Read through the material below and find each line that has the word "NotYetAllowed"; copy it.

--- Available records ---

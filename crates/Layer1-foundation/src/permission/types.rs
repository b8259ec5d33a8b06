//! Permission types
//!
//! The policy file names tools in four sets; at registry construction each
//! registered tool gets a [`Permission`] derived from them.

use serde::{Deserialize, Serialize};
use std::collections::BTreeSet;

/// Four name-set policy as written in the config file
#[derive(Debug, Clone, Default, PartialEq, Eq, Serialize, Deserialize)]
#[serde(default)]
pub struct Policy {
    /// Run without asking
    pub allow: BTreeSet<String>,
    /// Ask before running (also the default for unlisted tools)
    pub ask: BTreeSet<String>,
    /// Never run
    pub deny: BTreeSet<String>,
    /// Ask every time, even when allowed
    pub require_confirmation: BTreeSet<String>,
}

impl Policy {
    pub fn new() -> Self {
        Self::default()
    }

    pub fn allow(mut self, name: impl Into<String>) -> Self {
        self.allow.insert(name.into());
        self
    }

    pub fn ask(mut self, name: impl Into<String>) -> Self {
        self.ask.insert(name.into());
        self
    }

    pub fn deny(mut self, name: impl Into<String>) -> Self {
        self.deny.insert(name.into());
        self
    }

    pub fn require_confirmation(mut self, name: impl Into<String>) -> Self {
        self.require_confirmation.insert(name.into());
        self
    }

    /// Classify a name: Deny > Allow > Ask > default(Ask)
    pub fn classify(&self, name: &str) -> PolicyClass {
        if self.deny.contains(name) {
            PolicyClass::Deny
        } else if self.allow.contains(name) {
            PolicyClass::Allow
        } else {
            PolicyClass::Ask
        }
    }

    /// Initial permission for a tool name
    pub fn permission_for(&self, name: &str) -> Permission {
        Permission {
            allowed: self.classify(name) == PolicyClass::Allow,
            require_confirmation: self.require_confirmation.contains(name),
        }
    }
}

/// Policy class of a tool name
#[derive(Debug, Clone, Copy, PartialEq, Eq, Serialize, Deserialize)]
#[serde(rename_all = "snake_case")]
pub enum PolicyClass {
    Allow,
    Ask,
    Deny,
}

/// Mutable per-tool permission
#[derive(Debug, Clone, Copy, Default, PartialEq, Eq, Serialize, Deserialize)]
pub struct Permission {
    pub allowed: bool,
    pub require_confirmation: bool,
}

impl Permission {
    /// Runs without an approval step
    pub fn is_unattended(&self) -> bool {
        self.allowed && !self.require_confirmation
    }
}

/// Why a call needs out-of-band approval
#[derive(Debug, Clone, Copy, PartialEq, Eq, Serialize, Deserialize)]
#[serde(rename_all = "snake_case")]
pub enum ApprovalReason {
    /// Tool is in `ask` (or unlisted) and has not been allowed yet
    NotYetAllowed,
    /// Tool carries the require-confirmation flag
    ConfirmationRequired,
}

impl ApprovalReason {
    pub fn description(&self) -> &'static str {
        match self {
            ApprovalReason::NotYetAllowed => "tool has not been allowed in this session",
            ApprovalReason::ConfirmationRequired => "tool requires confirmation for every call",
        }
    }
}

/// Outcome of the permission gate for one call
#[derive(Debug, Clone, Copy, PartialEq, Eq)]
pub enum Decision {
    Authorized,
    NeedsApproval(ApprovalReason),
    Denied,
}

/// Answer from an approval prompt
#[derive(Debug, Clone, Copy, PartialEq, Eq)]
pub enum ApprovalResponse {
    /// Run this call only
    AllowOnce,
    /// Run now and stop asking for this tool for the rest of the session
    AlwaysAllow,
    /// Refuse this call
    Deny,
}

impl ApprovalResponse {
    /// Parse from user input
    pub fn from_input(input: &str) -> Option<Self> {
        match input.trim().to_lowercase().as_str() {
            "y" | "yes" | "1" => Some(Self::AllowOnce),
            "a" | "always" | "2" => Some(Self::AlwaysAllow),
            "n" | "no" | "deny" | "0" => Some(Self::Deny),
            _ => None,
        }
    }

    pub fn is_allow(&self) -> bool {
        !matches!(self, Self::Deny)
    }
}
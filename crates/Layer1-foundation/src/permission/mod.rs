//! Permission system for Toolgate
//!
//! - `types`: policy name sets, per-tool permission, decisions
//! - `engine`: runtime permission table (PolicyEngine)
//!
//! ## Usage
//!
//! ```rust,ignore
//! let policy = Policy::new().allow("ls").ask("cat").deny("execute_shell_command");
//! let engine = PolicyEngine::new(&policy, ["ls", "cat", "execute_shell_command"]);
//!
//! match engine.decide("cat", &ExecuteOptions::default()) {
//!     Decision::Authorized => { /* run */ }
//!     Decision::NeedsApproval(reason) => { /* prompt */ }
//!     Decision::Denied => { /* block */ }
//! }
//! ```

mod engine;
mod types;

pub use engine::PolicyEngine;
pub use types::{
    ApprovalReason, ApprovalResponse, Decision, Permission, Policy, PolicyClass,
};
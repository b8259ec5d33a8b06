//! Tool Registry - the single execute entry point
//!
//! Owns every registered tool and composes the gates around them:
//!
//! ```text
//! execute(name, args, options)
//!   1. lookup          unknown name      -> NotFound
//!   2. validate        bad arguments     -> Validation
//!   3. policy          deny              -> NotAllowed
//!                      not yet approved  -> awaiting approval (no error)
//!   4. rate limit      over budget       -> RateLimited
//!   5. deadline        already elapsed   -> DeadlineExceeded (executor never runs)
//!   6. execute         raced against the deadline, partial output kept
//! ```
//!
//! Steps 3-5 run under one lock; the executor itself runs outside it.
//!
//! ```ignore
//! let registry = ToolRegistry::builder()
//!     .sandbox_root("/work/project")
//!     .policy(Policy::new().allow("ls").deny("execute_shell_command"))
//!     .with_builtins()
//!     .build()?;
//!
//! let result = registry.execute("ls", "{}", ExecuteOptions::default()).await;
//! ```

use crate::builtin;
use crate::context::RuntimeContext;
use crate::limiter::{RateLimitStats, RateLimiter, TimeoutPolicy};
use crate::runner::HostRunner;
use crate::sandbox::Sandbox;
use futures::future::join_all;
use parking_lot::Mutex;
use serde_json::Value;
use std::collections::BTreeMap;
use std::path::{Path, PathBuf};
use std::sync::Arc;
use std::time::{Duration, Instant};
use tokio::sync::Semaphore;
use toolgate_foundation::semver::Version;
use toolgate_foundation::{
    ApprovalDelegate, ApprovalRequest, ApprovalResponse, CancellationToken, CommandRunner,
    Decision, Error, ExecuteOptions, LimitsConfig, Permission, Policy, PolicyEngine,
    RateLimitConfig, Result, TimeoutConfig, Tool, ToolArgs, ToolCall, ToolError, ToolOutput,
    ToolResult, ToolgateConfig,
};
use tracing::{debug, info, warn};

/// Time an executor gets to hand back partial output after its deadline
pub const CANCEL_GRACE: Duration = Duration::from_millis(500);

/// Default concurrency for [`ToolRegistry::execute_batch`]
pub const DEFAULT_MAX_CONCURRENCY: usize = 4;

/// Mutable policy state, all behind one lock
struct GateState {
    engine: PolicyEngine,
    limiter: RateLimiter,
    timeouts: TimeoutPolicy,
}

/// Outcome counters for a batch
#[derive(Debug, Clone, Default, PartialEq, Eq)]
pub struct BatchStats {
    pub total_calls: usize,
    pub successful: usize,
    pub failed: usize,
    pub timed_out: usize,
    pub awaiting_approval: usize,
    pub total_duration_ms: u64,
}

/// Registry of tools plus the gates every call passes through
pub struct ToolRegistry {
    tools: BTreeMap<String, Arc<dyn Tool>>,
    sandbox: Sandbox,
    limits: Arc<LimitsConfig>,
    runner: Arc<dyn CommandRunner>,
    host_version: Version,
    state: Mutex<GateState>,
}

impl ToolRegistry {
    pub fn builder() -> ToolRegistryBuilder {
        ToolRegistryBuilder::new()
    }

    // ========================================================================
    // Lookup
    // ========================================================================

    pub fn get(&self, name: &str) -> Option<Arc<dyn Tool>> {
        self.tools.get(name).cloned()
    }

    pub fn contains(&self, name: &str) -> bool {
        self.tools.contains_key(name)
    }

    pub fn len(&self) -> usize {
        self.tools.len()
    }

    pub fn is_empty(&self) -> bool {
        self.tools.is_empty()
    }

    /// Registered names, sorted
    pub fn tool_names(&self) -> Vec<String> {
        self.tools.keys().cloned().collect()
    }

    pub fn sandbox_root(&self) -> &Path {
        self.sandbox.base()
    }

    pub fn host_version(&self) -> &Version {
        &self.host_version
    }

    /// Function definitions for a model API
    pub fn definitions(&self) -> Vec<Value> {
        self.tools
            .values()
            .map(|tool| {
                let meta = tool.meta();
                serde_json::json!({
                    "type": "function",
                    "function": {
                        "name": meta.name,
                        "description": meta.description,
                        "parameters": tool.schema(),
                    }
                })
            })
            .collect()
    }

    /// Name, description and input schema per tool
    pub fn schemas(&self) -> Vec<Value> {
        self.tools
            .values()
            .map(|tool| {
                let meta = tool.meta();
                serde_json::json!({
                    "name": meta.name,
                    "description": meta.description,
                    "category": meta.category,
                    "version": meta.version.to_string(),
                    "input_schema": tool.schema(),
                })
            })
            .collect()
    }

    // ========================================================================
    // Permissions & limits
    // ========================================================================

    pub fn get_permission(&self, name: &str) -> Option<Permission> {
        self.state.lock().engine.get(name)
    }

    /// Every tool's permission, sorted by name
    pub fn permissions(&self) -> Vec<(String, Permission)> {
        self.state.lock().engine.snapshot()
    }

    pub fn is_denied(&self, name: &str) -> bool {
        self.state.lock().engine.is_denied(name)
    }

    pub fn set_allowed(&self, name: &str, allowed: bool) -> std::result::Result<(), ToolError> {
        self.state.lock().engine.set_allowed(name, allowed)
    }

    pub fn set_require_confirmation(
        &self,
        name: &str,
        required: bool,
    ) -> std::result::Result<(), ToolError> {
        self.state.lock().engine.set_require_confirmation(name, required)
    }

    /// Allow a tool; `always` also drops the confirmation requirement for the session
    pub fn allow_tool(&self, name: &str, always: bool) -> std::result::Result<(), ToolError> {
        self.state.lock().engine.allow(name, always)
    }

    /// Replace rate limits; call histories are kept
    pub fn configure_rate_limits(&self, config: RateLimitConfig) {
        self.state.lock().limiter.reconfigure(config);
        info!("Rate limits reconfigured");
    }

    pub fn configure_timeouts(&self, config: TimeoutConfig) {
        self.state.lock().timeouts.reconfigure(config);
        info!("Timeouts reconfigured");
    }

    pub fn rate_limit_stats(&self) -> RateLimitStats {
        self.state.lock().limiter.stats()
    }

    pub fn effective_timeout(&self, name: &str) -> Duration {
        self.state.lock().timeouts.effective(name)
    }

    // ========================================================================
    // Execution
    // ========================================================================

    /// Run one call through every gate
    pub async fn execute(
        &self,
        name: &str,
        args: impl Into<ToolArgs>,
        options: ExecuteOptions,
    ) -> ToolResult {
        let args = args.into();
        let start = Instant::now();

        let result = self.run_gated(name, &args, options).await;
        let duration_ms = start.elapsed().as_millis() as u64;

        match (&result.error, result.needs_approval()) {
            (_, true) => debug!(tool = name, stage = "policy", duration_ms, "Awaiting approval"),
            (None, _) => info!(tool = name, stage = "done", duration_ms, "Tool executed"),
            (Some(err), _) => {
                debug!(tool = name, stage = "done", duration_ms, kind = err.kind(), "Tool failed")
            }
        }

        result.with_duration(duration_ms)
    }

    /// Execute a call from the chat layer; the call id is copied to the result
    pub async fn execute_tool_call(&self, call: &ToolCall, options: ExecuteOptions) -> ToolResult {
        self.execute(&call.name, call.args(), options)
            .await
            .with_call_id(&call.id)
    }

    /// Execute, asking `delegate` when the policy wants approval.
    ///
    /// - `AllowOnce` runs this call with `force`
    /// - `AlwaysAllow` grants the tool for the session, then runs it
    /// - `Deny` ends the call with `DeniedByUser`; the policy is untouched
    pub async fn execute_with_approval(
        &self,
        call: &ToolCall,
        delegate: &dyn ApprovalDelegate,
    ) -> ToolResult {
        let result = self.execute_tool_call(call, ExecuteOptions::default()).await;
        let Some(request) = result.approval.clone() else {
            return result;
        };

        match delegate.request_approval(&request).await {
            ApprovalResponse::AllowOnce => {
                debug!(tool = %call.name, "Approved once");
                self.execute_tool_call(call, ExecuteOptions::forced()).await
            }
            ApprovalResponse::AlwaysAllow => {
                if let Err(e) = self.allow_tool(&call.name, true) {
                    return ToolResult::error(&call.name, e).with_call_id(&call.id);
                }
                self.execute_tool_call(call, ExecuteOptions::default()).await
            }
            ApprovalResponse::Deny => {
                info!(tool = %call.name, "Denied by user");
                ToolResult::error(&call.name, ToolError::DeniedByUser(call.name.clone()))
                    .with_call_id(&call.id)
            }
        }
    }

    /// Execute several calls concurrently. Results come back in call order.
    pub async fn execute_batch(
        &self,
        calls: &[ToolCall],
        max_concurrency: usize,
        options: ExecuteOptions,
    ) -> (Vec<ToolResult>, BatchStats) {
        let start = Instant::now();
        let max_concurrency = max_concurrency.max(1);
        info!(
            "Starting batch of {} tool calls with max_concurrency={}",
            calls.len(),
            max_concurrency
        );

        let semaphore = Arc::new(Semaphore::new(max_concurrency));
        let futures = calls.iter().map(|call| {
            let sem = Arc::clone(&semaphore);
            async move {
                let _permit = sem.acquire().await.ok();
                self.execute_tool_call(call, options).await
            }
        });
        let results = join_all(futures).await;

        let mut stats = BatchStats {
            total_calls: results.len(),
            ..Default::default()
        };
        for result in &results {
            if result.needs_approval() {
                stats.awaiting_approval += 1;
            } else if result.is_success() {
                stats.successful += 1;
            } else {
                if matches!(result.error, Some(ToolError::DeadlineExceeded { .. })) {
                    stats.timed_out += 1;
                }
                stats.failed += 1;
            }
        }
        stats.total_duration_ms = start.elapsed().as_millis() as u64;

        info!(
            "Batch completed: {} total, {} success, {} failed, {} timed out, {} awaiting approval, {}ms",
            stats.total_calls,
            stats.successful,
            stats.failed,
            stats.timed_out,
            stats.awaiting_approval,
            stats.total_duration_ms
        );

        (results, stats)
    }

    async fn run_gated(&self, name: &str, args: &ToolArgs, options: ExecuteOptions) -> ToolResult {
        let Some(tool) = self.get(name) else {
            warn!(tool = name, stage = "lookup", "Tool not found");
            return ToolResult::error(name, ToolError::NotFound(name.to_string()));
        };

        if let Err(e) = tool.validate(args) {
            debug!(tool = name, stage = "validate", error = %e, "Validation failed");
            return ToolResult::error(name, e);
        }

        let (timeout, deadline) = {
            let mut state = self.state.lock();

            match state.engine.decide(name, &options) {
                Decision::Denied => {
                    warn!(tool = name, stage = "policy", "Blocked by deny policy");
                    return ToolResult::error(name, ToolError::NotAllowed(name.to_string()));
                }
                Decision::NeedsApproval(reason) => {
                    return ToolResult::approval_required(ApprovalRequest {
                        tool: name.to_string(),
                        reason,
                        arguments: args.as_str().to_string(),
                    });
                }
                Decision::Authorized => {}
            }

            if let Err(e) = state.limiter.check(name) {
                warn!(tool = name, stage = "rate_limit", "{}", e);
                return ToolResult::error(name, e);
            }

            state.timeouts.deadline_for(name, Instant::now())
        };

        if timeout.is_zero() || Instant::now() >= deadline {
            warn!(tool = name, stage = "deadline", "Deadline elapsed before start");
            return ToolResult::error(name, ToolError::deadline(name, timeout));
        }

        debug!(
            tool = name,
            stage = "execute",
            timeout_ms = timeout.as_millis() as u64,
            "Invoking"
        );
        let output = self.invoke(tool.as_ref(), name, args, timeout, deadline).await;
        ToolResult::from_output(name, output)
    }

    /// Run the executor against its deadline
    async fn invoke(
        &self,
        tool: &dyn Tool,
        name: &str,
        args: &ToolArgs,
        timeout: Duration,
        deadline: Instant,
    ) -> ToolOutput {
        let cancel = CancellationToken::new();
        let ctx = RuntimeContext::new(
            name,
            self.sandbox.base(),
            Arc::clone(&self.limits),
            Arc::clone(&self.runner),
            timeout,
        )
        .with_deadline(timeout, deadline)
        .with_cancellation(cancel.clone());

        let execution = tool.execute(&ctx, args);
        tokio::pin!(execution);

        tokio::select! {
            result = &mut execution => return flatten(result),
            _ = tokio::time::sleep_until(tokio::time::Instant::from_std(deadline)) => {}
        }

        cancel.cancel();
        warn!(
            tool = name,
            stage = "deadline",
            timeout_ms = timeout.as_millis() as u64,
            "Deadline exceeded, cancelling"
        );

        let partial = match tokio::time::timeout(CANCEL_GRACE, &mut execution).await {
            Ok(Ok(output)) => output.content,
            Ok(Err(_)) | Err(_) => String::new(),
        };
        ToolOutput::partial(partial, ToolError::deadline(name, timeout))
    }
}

---

• Task response
    NotYetAllowed,
            ApprovalReason::NotYetAllowed => "tool has not been allowed in this session",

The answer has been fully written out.